In Study 171, which will be conducted on patients with type I diabetes, patients will be randomized to one of three arms: a control arm, in which patients utilize injected rapid-acting insulin at mealtimes, or one of two Afrezza arms, one each for the MedTone and next-generation device.
The study 174, involving patients with type II diabetes, will assess Afrezza using the next-generation inhaler in patients who are inadequately controlled on metformin with or without a second or third oral medication. Further, patients will be randomized to either Afrezza or placebo.
We believe that the approval of Afrezza is of prime importance for MannKind, which currently does not market any drug and recorded revenues of a mere $0.09 million in the second quarter of 2011.

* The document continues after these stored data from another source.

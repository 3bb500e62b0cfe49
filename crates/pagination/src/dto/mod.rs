pub mod common;
pub mod page_info;
pub mod query;

pub use common::{PageRequest, PaginatedResponse, PaginationMeta};
pub use page_info::PageInfo;
pub use query::QueryParams;
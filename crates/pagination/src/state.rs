use std::fmt;

use validator::Validate;

use crate::dto::{PageInfo, QueryParams};
use crate::error::Result;
use crate::listener::Listeners;
use crate::options::{PaginationOptions, ResetOptions};
use crate::range::{self, DEFAULT_WINDOW_SIZE};

type ScrollCallback = Box<dyn FnMut(&str) + Send>;

/// Page, page size and total item count, with everything derived from them.
///
/// Mutations never fail: out-of-range pages, sizes outside the allowed set and
/// repeated requests are ignored. Every navigation method returns whether the
/// state actually changed.
pub struct PaginationState {
    current_page: u32,
    page_size: u32,
    total: u64,
    initial_page_size: u32,
    page_size_options: Vec<u32>,
    auto_scroll: bool,
    scroll_target: String,
    page_listeners: Listeners<u32>,
    page_size_listeners: Listeners<u32>,
    scroll_listeners: Vec<ScrollCallback>,
}

impl PaginationState {
    pub fn new(options: PaginationOptions) -> Result<Self> {
        options.validate()?;
        Ok(Self::from_valid_options(options))
    }

    fn from_valid_options(options: PaginationOptions) -> Self {
        Self {
            current_page: options.initial_page,
            page_size: options.initial_page_size,
            total: options.total,
            initial_page_size: options.initial_page_size,
            page_size_options: options.page_size_options,
            auto_scroll: options.auto_scroll,
            scroll_target: options.scroll_target,
            page_listeners: Listeners::default(),
            page_size_listeners: Listeners::default(),
            scroll_listeners: Vec::new(),
        }
    }

    pub fn current_page(&self) -> u32 {
        self.current_page
    }

    pub fn page_size(&self) -> u32 {
        self.page_size
    }

    pub fn total(&self) -> u64 {
        self.total
    }

    pub fn page_size_options(&self) -> &[u32] {
        &self.page_size_options
    }

    pub fn auto_scroll(&self) -> bool {
        self.auto_scroll
    }

    pub fn scroll_target(&self) -> &str {
        &self.scroll_target
    }

    pub fn total_pages(&self) -> u32 {
        range::total_pages(self.total, self.page_size)
    }

    pub fn start_index(&self) -> u64 {
        u64::from(self.current_page.saturating_sub(1)) * u64::from(self.page_size)
    }

    pub fn end_index(&self) -> u64 {
        (self.start_index() + u64::from(self.page_size)).min(self.total)
    }

    pub fn has_prev(&self) -> bool {
        self.current_page > 1
    }

    pub fn has_next(&self) -> bool {
        self.current_page < self.total_pages()
    }

    pub fn page_info(&self) -> PageInfo {
        PageInfo {
            current: self.current_page,
            size: self.page_size,
            total: self.total,
            total_pages: self.total_pages(),
            start_index: self.start_index(),
            end_index: self.end_index(),
            has_prev: self.has_prev(),
            has_next: self.has_next(),
        }
    }

    pub fn go_to_page(&mut self, page: u32) -> bool {
        let total_pages = self.total_pages();
        if page < 1 || page > total_pages || page == self.current_page {
            tracing::debug!(
                page,
                current_page = self.current_page,
                total_pages,
                "Ignoring page navigation"
            );
            return false;
        }

        self.set_current_page(page);
        self.request_scroll();
        true
    }

    pub fn prev_page(&mut self) -> bool {
        self.has_prev() && self.go_to_page(self.current_page - 1)
    }

    pub fn next_page(&mut self) -> bool {
        self.has_next() && self.go_to_page(self.current_page + 1)
    }

    pub fn first_page(&mut self) -> bool {
        self.go_to_page(1)
    }

    /// Goes to the last page. With no items there is no last page and the
    /// state stays where it is.
    pub fn last_page(&mut self) -> bool {
        self.go_to_page(self.total_pages())
    }

    /// Switches to `size`, keeping the first item of the current view visible.
    pub fn change_page_size(&mut self, size: u32) -> bool {
        if size == self.page_size || !self.page_size_options.contains(&size) {
            tracing::debug!(
                size,
                page_size = self.page_size,
                "Ignoring page size change"
            );
            return false;
        }

        let old_start = self.start_index();
        self.page_size = size;
        self.page_size_listeners.notify(size);

        let page = u32::try_from(old_start / u64::from(size))
            .unwrap_or(u32::MAX)
            .saturating_add(1)
            .min(self.last_valid_page());
        if page != self.current_page {
            self.set_current_page(page);
        }

        self.request_scroll();
        true
    }

    /// Records a new item count and pulls the current page back inside it.
    ///
    /// With no items left the state returns to page 1.
    pub fn set_total(&mut self, total: u64) {
        self.total = total;

        let total_pages = self.total_pages();
        if total_pages == 0 {
            if self.current_page != 1 {
                self.set_current_page(1);
            }
        } else if self.current_page > total_pages {
            self.go_to_page(total_pages);
        }
    }

    /// Restores the initial state, applying any overrides in `options`.
    pub fn reset(&mut self, options: ResetOptions) {
        let page = options.page.filter(|page| *page > 0).unwrap_or(1);
        let page_size = options
            .page_size
            .filter(|size| self.page_size_options.contains(size))
            .unwrap_or(self.initial_page_size);

        self.total = options.total.unwrap_or(0);
        if page_size != self.page_size {
            self.page_size = page_size;
            self.page_size_listeners.notify(page_size);
        }
        let page = page.min(self.last_valid_page());
        if page != self.current_page {
            self.set_current_page(page);
        }
    }

    pub fn page_range(&self) -> Vec<u32> {
        self.compute_page_range(DEFAULT_WINDOW_SIZE)
    }

    pub fn compute_page_range(&self, window_size: usize) -> Vec<u32> {
        range::page_window(self.current_page, self.total_pages(), window_size)
    }

    /// Returns the items of the current page from a complete in-memory collection.
    ///
    /// `items` is expected to hold exactly `total` items.
    pub fn slice_for_current_page<'a, T>(&self, items: &'a [T]) -> &'a [T] {
        if items.len() as u64 != self.total {
            tracing::warn!(
                len = items.len(),
                total = self.total,
                "Collection length does not match pagination total"
            );
        }

        let len = items.len();
        let start = usize::try_from(self.start_index())
            .unwrap_or(usize::MAX)
            .min(len);
        let end = usize::try_from(self.end_index())
            .unwrap_or(usize::MAX)
            .clamp(start, len);
        &items[start..end]
    }

    pub fn to_query_params(&self) -> QueryParams {
        QueryParams {
            page: self.current_page,
            page_size: self.page_size,
            offset: self.start_index(),
            limit: self.page_size,
        }
    }

    /// Calls `callback` with the current page now and after every page change.
    pub fn on_page_change<F>(&mut self, callback: F)
    where
        F: FnMut(u32) + Send + 'static,
    {
        self.page_listeners.register(self.current_page, callback);
    }

    /// Calls `callback` with the page size now and after every size change.
    pub fn on_page_size_change<F>(&mut self, callback: F)
    where
        F: FnMut(u32) + Send + 'static,
    {
        self.page_size_listeners.register(self.page_size, callback);
    }

    /// Calls `callback` with the scroll target after navigation when auto-scroll is on.
    pub fn on_scroll_request<F>(&mut self, callback: F)
    where
        F: FnMut(&str) + Send + 'static,
    {
        self.scroll_listeners.push(Box::new(callback));
    }

    /// Highest page the current page may point at: page 1 when there are no items.
    fn last_valid_page(&self) -> u32 {
        self.total_pages().max(1)
    }

    fn set_current_page(&mut self, page: u32) {
        self.current_page = page;
        self.page_listeners.notify(page);
    }

    fn request_scroll(&mut self) {
        if !self.auto_scroll {
            return;
        }
        for callback in &mut self.scroll_listeners {
            callback(&self.scroll_target);
        }
    }
}

impl Default for PaginationState {
    fn default() -> Self {
        Self::from_valid_options(PaginationOptions::default())
    }
}

impl fmt::Debug for PaginationState {
    fn fmt(&self, f: &mut fmt::Formatter<'_>) -> fmt::Result {
        f.debug_struct("PaginationState")
            .field("current_page", &self.current_page)
            .field("page_size", &self.page_size)
            .field("total", &self.total)
            .field("page_size_options", &self.page_size_options)
            .field("auto_scroll", &self.auto_scroll)
            .field("scroll_target", &self.scroll_target)
            .field("page_listeners", &self.page_listeners)
            .field("page_size_listeners", &self.page_size_listeners)
            .field("scroll_listeners", &self.scroll_listeners.len())
            .finish()
    }
}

The company’s second quarter adjusted loss of 33 cents per share was wider than the Zacks Consensus Estimate of a loss of 29 cents. The wider-than-expected loss was attributable to the higher research and development (R&D) expenses incurred during the reported quarter.
Following the receipt of the second CRL for Afrezza from the FDA in January 2011, MannKind terminated its deal with Merck and Co. Inc.’s (MRK - Analyst Report) subsidiary Organon in February. MannKind had an insulin supply deal with Merck’s subsidiary.
R&D spend in the second quarter increased 16% to $30.3 million, due to the expenses incurred toward the settlement of the dispute with Organon. According to the agreement, reached in June 2011, MannKind agreed to pay Organon $16 million in two installments after receiving certain quantities of the recombinant human insulin. The first installment was paid in the second quarter of 2011.
We currently have a Neutral recommendation on MannKind. The uncertainty regarding Afrezza’s approval is the main reason behind the near-term pressure reflected by the Zacks #4 Rank (Sell rating) carried by MannKind in the short-run.